Energy metabolism in cancer cells is characterized by increased glucose uptake and aerobic glycolysis [10]. Even in the presence of oxygen, most cancer cells produce lactate instead of oxidation of glycolytic pyruvate in the mitochondrial tricarboxylic acid (TCA) cycle [11, 12]. This phenomenon was originally observed by Otto Warburg and termed the “Warburg effect” [13]. Increased aerobic glycolysis is associated with the alteration of gene expression, protein modifications and mutations [14]. Warburg effect is the tumor adaptation mechanism to oxidative stress and hypoxia [15]. Each type of cancer is characterized by a distinct metabolic signature due to its unique transformation process [16, 17]. Elucidation of the metabolic specificities of several cancers and metabolic differences between cancer and normal cells has provided important biomarker findings [18, 19].

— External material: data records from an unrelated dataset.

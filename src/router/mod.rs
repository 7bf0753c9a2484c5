//! Page registry and response routing.
//!
//! The router owns every connected [`Page`] and decides which pending
//! request a native reply resolves.
//!
//! # Correlation Rules
//!
//! | Reply | Resolution |
//! |-------|------------|
//! | Carries a request id | Exactly the page holding that pending entry |
//! | No request id, one pending across the target | That single entry (legacy host) |
//! | No request id, zero or many pending | Protocol error, resolves nothing |
//!
//! # Modules
//!
//! | Module | Description |
//! |--------|-------------|
//! | `page` | Per-page state |
//! | `router` | Registry and dispatch |

// ============================================================================
// Submodules
// ============================================================================

/// Per-page state.
pub mod page;

/// Registry and dispatch.
#[allow(clippy::module_inception)]
pub mod router;

// ============================================================================
// Re-exports
// ============================================================================

pub use page::Page;
pub use router::RequestRouter;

The aim of the study was to identify tumor-associated expression of alternatively spliced transcripts related to energy metabolism in CRC. Obtained data suggest several ones that could be involved in the development of CRC through altered energy metabolism. Identified tumor-specific mRNA isoforms may be used for the development of cancer diagnosis and treatment methods.

Methods

Bioinformatics analysis

We analyzed TCGA RNA-Seq datasets (read counts) for colon cancer using CrossHub software [20]. Here is a brief description of TCGA RNA-Seq Version 2 pipeline. Illumina reads were aligned to hg19 UCSC reference genome using MapSplice [21]. The alignment results were translated to transcriptome coordinates prior to transcript level quantification using the UNC Bioinformatics Utilities (https://github.com/mozack/ubu). RSEM was used to estimate gene and transcript abundances [22]. The further analysis of read count data was performed using CrossHub [20]. Read counts were normalized with TMM (trimmed mean of M-values) method and then two expression test were performed: for two pools of samples and for paired samples only (paired samples comprise only about 10% of all TCGA samples). We excluded lowly expressed isoforms; only genes with at least 70 reads in each of 50% samples (either normal or tumor) have passed expression level threshold. Then comparison of trimmed (4% from each tail) mean of expression values between normal and tumor tissues using t-test was performed. Behjamini-Hochberg p-value adjustment was performed in order to calculate FDR. We selected only isoforms with concordant results in paired and pooled tests.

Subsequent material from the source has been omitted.